Conventions internationales
- Au sein de l’Organisation de coopération et de développement économiques (OCDE), la Suisse a pris une part déterminante à l’élaboration de la Convention sur la lutte contre la corruption d’agents publics étrangers dans les transactions commerciales internationales (1997). Elle a déjà ratifié cette convention et adapté en conséquence le code pénal. Ainsi la corruption active d’agents publics étrangers par des entreprises et des personnes privées est punissable. Le processus de monitoring (« examens par les pairs ») du Groupe de travail de l’OCDE sur la corruption permet de vérifier l’application et la mise en œuvre des dispositions.

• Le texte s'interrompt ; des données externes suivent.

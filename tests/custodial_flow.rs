mod support;

use lnwallet_connect::infra::credential_store::{ACCESS_TOKEN_KEY, REFRESH_TOKEN_KEY};
use lnwallet_connect::oauth::callback::{complete_callback, parse_callback_target};
use lnwallet_connect::test_support::RecordingUserAgent;
use lnwallet_connect::{
    bootstrap_with, CapabilityKind, CredentialStore, HttpTransport, ProviderSlot, ReqwestTransport,
    SqliteCredentialStore, WalletError, WalletRuntime,
};
use serde_json::json;
use std::path::Path;
use std::sync::Arc;
use std::time::Duration;
use support::{settings_for, CustodianState, FakeCustodian};

const ORIGIN: &str = "http://localhost:3000";

async fn runtime(custodian: &FakeCustodian, db: &Path) -> (WalletRuntime, Arc<SqliteCredentialStore>) {
    let store = Arc::new(SqliteCredentialStore::open(db, ORIGIN).unwrap());
    let transport: Arc<dyn HttpTransport> =
        Arc::new(ReqwestTransport::new(Duration::from_secs(5)).unwrap());
    let runtime = bootstrap_with(
        &settings_for(&custodian.base_url()),
        store.clone(),
        transport,
        ProviderSlot::new(),
        Arc::new(RecordingUserAgent::default()),
    )
    .await;
    (runtime, store)
}

async fn connect(runtime: &WalletRuntime) {
    let url = runtime.orchestrator.start_manual_oauth_connect().unwrap();
    let state = url
        .query_pairs()
        .find(|(k, _)| k == "state")
        .map(|(_, v)| v.into_owned())
        .unwrap();
    let payload =
        parse_callback_target(&format!("/callback?code=auth-code&state={state}")).unwrap();
    complete_callback(&runtime.oauth, &payload).await.unwrap();
}

fn custodian_state() -> CustodianState {
    CustodianState {
        authorization_code: "auth-code".to_string(),
        balance: 2_100,
        ..CustodianState::default()
    }
}

#[tokio::test]
async fn connect_then_resume_after_reload_and_refresh_once() {
    let custodian = FakeCustodian::start(custodian_state()).await;
    let dir = tempfile::tempdir().unwrap();
    let db = dir.path().join("credentials.db");

    let (first, store) = runtime(&custodian, &db).await;
    assert_eq!(first.orchestrator.snapshot().kind(), CapabilityKind::Unavailable);
    connect(&first).await;
    assert_eq!(store.load(ACCESS_TOKEN_KEY).unwrap().as_deref(), Some("access-1"));

    let (second, _) = runtime(&custodian, &db).await;
    let state = second.orchestrator.snapshot();
    assert_eq!(state.kind(), CapabilityKind::Custodial);
    assert!(state.is_alby_fallback);

    custodian.state().force_unauthorized = 1;
    let balance = second.orchestrator.capability().get_balance().await.unwrap();
    assert_eq!(balance.total, 2_100);
    assert_eq!(balance.unconfirmed, 0);

    let custodian_state = custodian.state();
    let grants: Vec<&str> = custodian_state
        .token_grants
        .iter()
        .map(|g| g["grant_type"].as_str())
        .collect();
    assert_eq!(grants, vec!["authorization_code", "refresh_token"]);
    let bearers: Vec<Option<&str>> = custodian_state
        .api_calls
        .iter()
        .map(|(_, bearer)| bearer.as_deref())
        .collect();
    assert_eq!(bearers, vec![Some("access-1"), Some("access-2")]);
    assert_eq!(custodian_state.token_grants[0]["client_id"], "test-client");
    assert!(custodian_state.token_grants[0]["code_verifier"].len() >= 43);
}

#[tokio::test]
async fn rejected_refresh_clears_persisted_tokens() {
    let custodian = FakeCustodian::start(custodian_state()).await;
    let dir = tempfile::tempdir().unwrap();
    let (runtime, store) = runtime(&custodian, &dir.path().join("credentials.db")).await;
    connect(&runtime).await;

    {
        let mut state = custodian.state();
        state.reject_refresh = true;
        state.force_unauthorized = 1;
    }
    let capability = lnwallet_connect::WalletCapability::Custodial(
        lnwallet_connect::wallet::custodial::CustodialWallet::new(runtime.oauth.clone()),
    );
    let err = capability.get_info().await.unwrap_err();

    assert_eq!(err.code(), "REFRESH_ERROR");
    assert!(!runtime.oauth.is_authenticated());
    assert_eq!(store.load(ACCESS_TOKEN_KEY).unwrap(), None);
    assert_eq!(store.load(REFRESH_TOKEN_KEY).unwrap(), None);
}

#[tokio::test]
async fn second_unauthorized_does_not_refresh_again() {
    let custodian = FakeCustodian::start(custodian_state()).await;
    let dir = tempfile::tempdir().unwrap();
    let (runtime, _) = runtime(&custodian, &dir.path().join("credentials.db")).await;
    connect(&runtime).await;
    custodian.state().force_unauthorized = 2;

    let wallet = lnwallet_connect::wallet::custodial::CustodialWallet::new(runtime.oauth.clone());
    let err = wallet.get_info().await.unwrap_err();

    assert_eq!(err.status(), Some(401));
    let state = custodian.state();
    assert_eq!(state.token_grants.len(), 2);
    assert_eq!(state.api_calls.len(), 2);
}

#[tokio::test]
async fn invoice_and_payment_round_trip_over_http() {
    let custodian = FakeCustodian::start(custodian_state()).await;
    let dir = tempfile::tempdir().unwrap();
    let (runtime, _) = runtime(&custodian, &dir.path().join("credentials.db")).await;
    connect(&runtime).await;
    let wallet = lnwallet_connect::WalletCapability::Custodial(
        lnwallet_connect::wallet::custodial::CustodialWallet::new(runtime.oauth.clone()),
    );

    let invoice = wallet
        .make_invoice(1000, Some("coffee"), Some(3600))
        .await
        .unwrap();
    assert_eq!(invoice.payment_request, "lnbc10000n1custodian");
    assert_eq!(
        custodian.state().invoice_bodies,
        vec![json!({"amount": 1000, "description": "coffee", "expiry": 3600})]
    );

    let receipt = wallet.send_payment("lnbc10u1payable").await.unwrap();
    assert_eq!(receipt.preimage, "preimage-1");

    let err = wallet.send_payment("lnbc1unpayable").await.unwrap_err();
    assert_eq!(err, WalletError::Payment("insufficient balance".to_string()));

    let info = wallet.get_info().await.unwrap();
    assert_eq!(info.alias, "Satoshi");
}

#[tokio::test]
async fn concurrent_unauthorized_calls_share_one_refresh() {
    let custodian = FakeCustodian::start(custodian_state()).await;
    let dir = tempfile::tempdir().unwrap();
    let (runtime, store) = runtime(&custodian, &dir.path().join("credentials.db")).await;
    connect(&runtime).await;
    // Every call carrying the issued token is now rejected until a refresh succeeds.
    custodian.state().access_token = "revoked".to_string();

    let wallet = lnwallet_connect::WalletCapability::Custodial(
        lnwallet_connect::wallet::custodial::CustodialWallet::new(runtime.oauth.clone()),
    );
    let (a, b) = tokio::join!(wallet.get_balance(), wallet.get_balance());

    assert_eq!(a.unwrap().total, 2_100);
    assert_eq!(b.unwrap().total, 2_100);
    assert!(runtime.oauth.is_authenticated());
    assert_eq!(store.load(ACCESS_TOKEN_KEY).unwrap().as_deref(), Some("access-2"));
    assert_eq!(store.load(REFRESH_TOKEN_KEY).unwrap().as_deref(), Some("refresh-2"));

    let state = custodian.state();
    let grants: Vec<&str> = state
        .token_grants
        .iter()
        .map(|g| g["grant_type"].as_str())
        .collect();
    assert_eq!(grants, vec!["authorization_code", "refresh_token"]);
}

#[tokio::test]
async fn runtime_polls_exchange_rates_when_interval_configured() {
    let custodian = FakeCustodian::start(custodian_state()).await;
    let dir = tempfile::tempdir().unwrap();
    let store = Arc::new(SqliteCredentialStore::open(&dir.path().join("credentials.db"), ORIGIN).unwrap());
    let settings = lnwallet_connect::WalletSettings {
        fiat_refresh_interval_secs: 3600,
        ..settings_for(&custodian.base_url())
    };
    let runtime = bootstrap_with(
        &settings,
        store,
        Arc::new(ReqwestTransport::new(Duration::from_secs(5)).unwrap()),
        ProviderSlot::new(),
        Arc::new(RecordingUserAgent::default()),
    )
    .await;
    assert!(runtime.fiat_poller.is_some());

    for _ in 0..200 {
        if !runtime.fiat.rates().is_empty() {
            break;
        }
        tokio::time::sleep(Duration::from_millis(10)).await;
    }
    assert_eq!(runtime.fiat.available_currencies(), vec!["EUR", "USD"]);
    assert_eq!(runtime.fiat.fiat_to_sats(1.0), 1_000);
    assert_eq!(custodian.state().rate_requests, 1);
}

#[tokio::test]
async fn zero_interval_leaves_rate_poller_off() {
    let custodian = FakeCustodian::start(custodian_state()).await;
    let dir = tempfile::tempdir().unwrap();
    let (runtime, _) = runtime(&custodian, &dir.path().join("credentials.db")).await;

    assert!(runtime.fiat_poller.is_none());
    tokio::time::sleep(Duration::from_millis(50)).await;
    assert_eq!(custodian.state().rate_requests, 0);
    assert!(runtime.fiat.rates().is_empty());
}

- Le 31 mars 2006, la Suisse a ratifié la Convention pénale du Conseil de l’Europe sur la corruption ainsi que le protocole additionnel y relatif. Les nouvelles dispositions pénales en la matière sont entrées en vigueur en Suisse le 1er juillet 2006. Cette convention va plus loin que celle de l’OCDE puisqu’elle réprime aussi la corruption passive d’agents publics étrangers ainsi que la corruption dans le secteur privé. La Suisse est fortement engagée au sein de la Commission GRECO du Conseil de l’Europe (Groupe d’États contre la corruption), qui soutient la lutte contre la corruption par le biais d’un processus mutuel d’évaluations par les pairs.
- La Suisse a signé la Convention de l’ONU contre la corruption le 10 décembre 2003 à Mérida (Mexique) et l’a ratifiée le 24 septembre 2009.
La brochure «Prévenir la corruption – Conseils aux entreprises suisses actives à l’étranger», publiée par le Secrétariat d’Etat à l’économie, montre ce que les entreprises suisses à l’étranger peuvent faire pour combattre la corruption (SECO, 2ème édition révisée, 2008).